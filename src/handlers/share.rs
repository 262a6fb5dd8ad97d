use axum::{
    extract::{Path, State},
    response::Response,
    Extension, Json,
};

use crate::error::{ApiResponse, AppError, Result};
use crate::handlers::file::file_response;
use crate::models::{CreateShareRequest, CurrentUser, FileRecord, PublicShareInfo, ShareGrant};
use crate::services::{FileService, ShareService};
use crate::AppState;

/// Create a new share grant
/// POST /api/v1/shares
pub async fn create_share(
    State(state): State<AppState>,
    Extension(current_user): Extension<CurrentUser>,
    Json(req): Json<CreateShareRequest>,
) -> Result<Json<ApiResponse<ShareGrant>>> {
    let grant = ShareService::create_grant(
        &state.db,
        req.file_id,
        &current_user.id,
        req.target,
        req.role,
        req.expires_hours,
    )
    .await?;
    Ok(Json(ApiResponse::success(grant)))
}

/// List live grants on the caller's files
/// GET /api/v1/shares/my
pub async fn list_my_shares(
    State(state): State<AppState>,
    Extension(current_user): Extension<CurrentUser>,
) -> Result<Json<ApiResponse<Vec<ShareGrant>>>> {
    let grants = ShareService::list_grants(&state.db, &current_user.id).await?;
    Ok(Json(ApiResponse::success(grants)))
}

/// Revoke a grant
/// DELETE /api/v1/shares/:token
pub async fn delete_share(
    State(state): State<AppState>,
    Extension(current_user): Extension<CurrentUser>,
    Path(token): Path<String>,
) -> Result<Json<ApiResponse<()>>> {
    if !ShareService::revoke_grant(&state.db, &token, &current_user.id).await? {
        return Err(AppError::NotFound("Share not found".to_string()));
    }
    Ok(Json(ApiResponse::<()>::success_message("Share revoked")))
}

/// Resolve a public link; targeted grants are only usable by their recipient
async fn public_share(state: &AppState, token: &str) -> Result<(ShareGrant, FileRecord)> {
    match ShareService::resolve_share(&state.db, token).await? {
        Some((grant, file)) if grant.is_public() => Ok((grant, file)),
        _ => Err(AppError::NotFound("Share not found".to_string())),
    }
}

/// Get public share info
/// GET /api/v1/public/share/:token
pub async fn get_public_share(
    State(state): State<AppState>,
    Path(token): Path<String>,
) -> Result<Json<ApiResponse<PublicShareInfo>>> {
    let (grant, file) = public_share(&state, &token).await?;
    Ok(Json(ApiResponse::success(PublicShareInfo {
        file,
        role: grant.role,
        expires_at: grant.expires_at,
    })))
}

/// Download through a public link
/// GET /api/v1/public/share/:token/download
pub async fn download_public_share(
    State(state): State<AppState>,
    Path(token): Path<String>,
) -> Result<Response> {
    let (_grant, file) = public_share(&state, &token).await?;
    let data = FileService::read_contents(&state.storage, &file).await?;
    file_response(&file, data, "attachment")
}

### Task requirements
Look through the entries, and return every line that the word "found" appears in.

### Answer below
        return Err(AppError::NotFound("Share not found".to_string()));
        _ => Err(AppError::NotFound("Share not found".to_string())),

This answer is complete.